Has anyone ever seen someone being pulled over by the Gardai for "failing to make reasonable progress" while driving in the outer lane(s), or better still, anyone heard of someone being prosecuted for it?

I used to car-pool with a guy who used to head straight onto the outer lane of a dual-carriageway, and drive at about 10mph+ BELOW the speed limit, on the way to work. His logic? "I'm turning RIGHT at X!" X was about 10 miles down the road! Needless to say people undertook - and he complained about them! The "funny" thing - he was a Safety Officer!!


----------



## efm (1 May 2008)

Marathon Man said:


> Lane discipline seems to be getting worse in Ireland. It's now regular to see slow moving traffic in the outer lanes.
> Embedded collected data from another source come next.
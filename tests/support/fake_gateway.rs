// ABOUTME: Scripted in-memory provider gateway for reconciler and observer tests.
// ABOUTME: Each instance replays a queue of provider states, one per listing, and every call is logged.

use async_trait::async_trait;
use parking_lot::Mutex;
use std::collections::{BTreeMap, HashMap, VecDeque};
use vs::machine::Mutation;
use vs::provider::{
    ConsoleAccess, InstanceRecord, InstanceSpec, MANAGED_TAG, NAME_TAG, ProviderError,
    ProviderGateway,
};
use vs::types::{InstanceId, MachineName};

/// A gateway call, as seen by the fake.
#[derive(Debug, Clone, PartialEq, Eq)]
pub enum Call {
    List(Option<String>),
    Create(String),
    Start(InstanceId),
    Stop(InstanceId),
    Terminate(InstanceId),
    Console(InstanceId),
}

#[derive(Debug, Clone, Copy, PartialEq, Eq, Hash)]
pub enum Op {
    List,
    Create,
    Start,
    Stop,
    Terminate,
    Console,
}

pub struct FakeInstance {
    pub id: InstanceId,
    pub name: String,
    pub tags: BTreeMap<String, String>,
    pub address: Option<String>,
    /// Front is the current state; it advances after each listing, and the last entry sticks.
    pub states: VecDeque<String>,
}

impl FakeInstance {
    fn record(&self) -> InstanceRecord {
        InstanceRecord {
            id: self.id.clone(),
            name: self.name.clone(),
            state: self.states.front().cloned().unwrap_or_default(),
            instance_type: Some("cx22".to_string()),
            public_address: self.address.clone(),
            tags: self.tags.clone(),
        }
    }

    fn advance(&mut self) {
        if self.states.len() > 1 {
            self.states.pop_front();
        }
    }
}

type Change = Box<dyn FnOnce(&mut FakeState) + Send>;

pub struct FakeState {
    pub instances: Vec<FakeInstance>,
    calls: Vec<Call>,
    next_id: u64,
    scripts: HashMap<Op, Vec<String>>,
    failures: HashMap<Op, VecDeque<ProviderError>>,
    after_list: BTreeMap<usize, Vec<Change>>,
    ignore_filter: bool,
}

impl FakeState {
    fn find(&mut self, id: &InstanceId) -> Option<&mut FakeInstance> {
        self.instances.iter_mut().find(|instance| &instance.id == id)
    }

    /// Replace an instance's state queue.
    pub fn set_states(&mut self, id: &InstanceId, states: &[&str]) {
        if let Some(instance) = self.find(id) {
            instance.states = states.iter().map(|s| s.to_string()).collect();
        }
    }

    pub fn remove(&mut self, id: &InstanceId) {
        self.instances.retain(|instance| &instance.id != id);
    }

    /// Add an instance tagged with `name`, as another client would.
    pub fn add_tagged(&mut self, name: &str, states: &[&str]) -> InstanceId {
        self.add_raw(name, machine_tags(name), states)
    }

    fn add_raw(
        &mut self,
        name: &str,
        tags: BTreeMap<String, String>,
        states: &[&str],
    ) -> InstanceId {
        self.next_id += 1;
        let id = InstanceId::new(self.next_id.to_string());
        let address = format!("203.0.113.{}", self.next_id % 250);
        self.instances.push(FakeInstance {
            id: id.clone(),
            name: name.to_string(),
            tags,
            address: Some(address),
            states: strings(states).into(),
        });
        id
    }

    fn fail(&mut self, op: Op) -> Result<(), ProviderError> {
        match self.failures.get_mut(&op).and_then(VecDeque::pop_front) {
            Some(error) => Err(error),
            None => Ok(()),
        }
    }

    fn script(&self, op: Op) -> VecDeque<String> {
        self.scripts
            .get(&op)
            .map(|states| states.iter().cloned().collect())
            .unwrap_or_default()
    }

    fn mutate(&mut self, op: Op, id: &InstanceId) -> Result<(), ProviderError> {
        self.fail(op)?;
        let script = self.script(op);
        // An empty script makes the provider forget the instance at once.
        if script.is_empty() && self.find(id).is_some() {
            self.remove(id);
            return Ok(());
        }
        match self.find(id) {
            Some(instance) => {
                instance.states = script;
                Ok(())
            }
            None => Err(ProviderError::NotFound(id.clone())),
        }
    }
}

pub struct FakeGateway {
    state: Mutex<FakeState>,
}

impl Default for FakeGateway {
    fn default() -> Self {
        Self::new()
    }
}

impl FakeGateway {
    /// An empty account. Created instances go initializing → running, started
    /// ones starting → running, stopped ones stopping → off, terminated ones
    /// deleting → terminated.
    pub fn new() -> Self {
        let mut scripts = HashMap::new();
        scripts.insert(Op::Create, strings(&["initializing", "running"]));
        scripts.insert(Op::Start, strings(&["starting", "running"]));
        scripts.insert(Op::Stop, strings(&["stopping", "off"]));
        scripts.insert(Op::Terminate, strings(&["deleting", "terminated"]));

        FakeGateway {
            state: Mutex::new(FakeState {
                instances: Vec::new(),
                calls: Vec::new(),
                next_id: 1000,
                scripts,
                failures: HashMap::new(),
                after_list: BTreeMap::new(),
                ignore_filter: false,
            }),
        }
    }

    /// Add an instance tagged with `name` that replays `states`.
    pub fn with_instance(self, name: &str, states: &[&str]) -> Self {
        let _id = self.add_instance(name, states);
        self
    }

    pub fn add_instance(&self, name: &str, states: &[&str]) -> InstanceId {
        self.state.lock().add_tagged(name, states)
    }

    /// Answer every listing with all instances, like a provider with a loose label match.
    pub fn ignore_filter(&self) {
        self.state.lock().ignore_filter = true;
    }

    /// Add an instance with arbitrary tags.
    pub fn add_raw(&self, name: &str, tags: BTreeMap<String, String>, states: &[&str]) -> InstanceId {
        self.state.lock().add_raw(name, tags, states)
    }

    /// States an instance replays after `op` is accepted.
    pub fn script(&self, op: Op, states: &[&str]) {
        self.state.lock().scripts.insert(op, strings(states));
    }

    /// Make the next call of `op` fail with `error`. Queued failures are consumed in order.
    pub fn fail_next(&self, op: Op, error: ProviderError) {
        self.state
            .lock()
            .failures
            .entry(op)
            .or_default()
            .push_back(error);
    }

    /// Apply `change` right after the `n`-th listing (1-based) has been answered.
    pub fn after_list<F>(&self, n: usize, change: F)
    where
        F: FnOnce(&mut FakeState) + Send + 'static,
    {
        self.state
            .lock()
            .after_list
            .entry(n)
            .or_default()
            .push(Box::new(change));
    }

    pub fn calls(&self) -> Vec<Call> {
        self.state.lock().calls.clone()
    }

    pub fn list_calls(&self) -> usize {
        self.calls()
            .iter()
            .filter(|call| matches!(call, Call::List(_)))
            .count()
    }

    /// Every accepted or attempted mutation, in order.
    pub fn mutations(&self) -> Vec<Mutation> {
        self.calls()
            .iter()
            .filter_map(|call| match call {
                Call::Create(_) => Some(Mutation::Create),
                Call::Start(_) => Some(Mutation::Start),
                Call::Stop(_) => Some(Mutation::Stop),
                Call::Terminate(_) => Some(Mutation::Terminate),
                Call::List(_) | Call::Console(_) => None,
            })
            .collect()
    }

    pub fn instance_ids(&self) -> Vec<InstanceId> {
        self.state
            .lock()
            .instances
            .iter()
            .map(|instance| instance.id.clone())
            .collect()
    }

    pub fn last_created_labels(&self) -> Option<BTreeMap<String, String>> {
        self.state.lock().instances.last().map(|instance| instance.tags.clone())
    }
}

fn machine_tags(name: &str) -> BTreeMap<String, String> {
    let mut tags = BTreeMap::new();
    tags.insert(NAME_TAG.to_string(), name.to_string());
    tags.insert(MANAGED_TAG.to_string(), "true".to_string());
    tags
}

fn strings(values: &[&str]) -> Vec<String> {
    values.iter().map(|s| s.to_string()).collect()
}

#[async_trait]
impl ProviderGateway for FakeGateway {
    async fn list_instances(
        &self,
        name_tag: Option<&MachineName>,
    ) -> Result<Vec<InstanceRecord>, ProviderError> {
        let mut state = self.state.lock();
        state
            .calls
            .push(Call::List(name_tag.map(|name| name.to_string())));
        state.fail(Op::List)?;

        let ignore_filter = state.ignore_filter;
        let mut records = Vec::new();
        for instance in state.instances.iter_mut() {
            let matches = match name_tag {
                Some(name) if !ignore_filter => {
                    instance.tags.get(NAME_TAG).map(String::as_str) == Some(name.as_str())
                }
                _ => true,
            };
            if matches {
                records.push(instance.record());
                instance.advance();
            }
        }

        let listed = state.calls.iter().filter(|c| matches!(c, Call::List(_))).count();
        if let Some(changes) = state.after_list.remove(&listed) {
            for change in changes {
                change(&mut *state);
            }
        }

        Ok(records)
    }

    async fn create_instance(&self, spec: &InstanceSpec) -> Result<InstanceId, ProviderError> {
        let mut state = self.state.lock();
        state.calls.push(Call::Create(spec.name.to_string()));
        state.fail(Op::Create)?;

        let states = state.script(Op::Create);
        let id = state.add_raw(spec.name.as_str(), spec.provider_labels(), &[]);
        if let Some(instance) = state.find(&id) {
            instance.states = states;
        }
        Ok(id)
    }

    async fn start_instance(&self, id: &InstanceId) -> Result<(), ProviderError> {
        let mut state = self.state.lock();
        state.calls.push(Call::Start(id.clone()));
        state.mutate(Op::Start, id)
    }

    async fn stop_instance(&self, id: &InstanceId) -> Result<(), ProviderError> {
        let mut state = self.state.lock();
        state.calls.push(Call::Stop(id.clone()));
        state.mutate(Op::Stop, id)
    }

    async fn terminate_instance(&self, id: &InstanceId) -> Result<(), ProviderError> {
        let mut state = self.state.lock();
        state.calls.push(Call::Terminate(id.clone()));
        state.mutate(Op::Terminate, id)
    }

    async fn request_console(&self, id: &InstanceId) -> Result<ConsoleAccess, ProviderError> {
        let mut state = self.state.lock();
        state.calls.push(Call::Console(id.clone()));
        state.fail(Op::Console)?;
        match state.find(id) {
            Some(_) => Ok(ConsoleAccess {
                url: format!("wss://console.example/{id}"),
                password: "secret".to_string(),
            }),
            None => Err(ProviderError::NotFound(id.clone())),
        }
    }
}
What do we do? Everyone tails along behind the offender, at anything down to 60 kph in a 100kph zone, or undertake?
> 
> Has anyone ever seen someone being pulled over by the Gardai for "failing to make reasonable progress" while driving in the outer lane(s), or better still, anyone heard of someone being prosecuted for it?


 
I agree 100% - BTW I have seen the odd Garda pull in someone for lane hogging but they've been far and few between


----------



## foxylady (1 May 2008)

These are spped limits as in dont go above them, doesnt mean you have to drive at those speeds


----------



## Squire (1 May 2008)

I once had a professional driver (small 3Tn pick up) complain that he hated it when people undertook him.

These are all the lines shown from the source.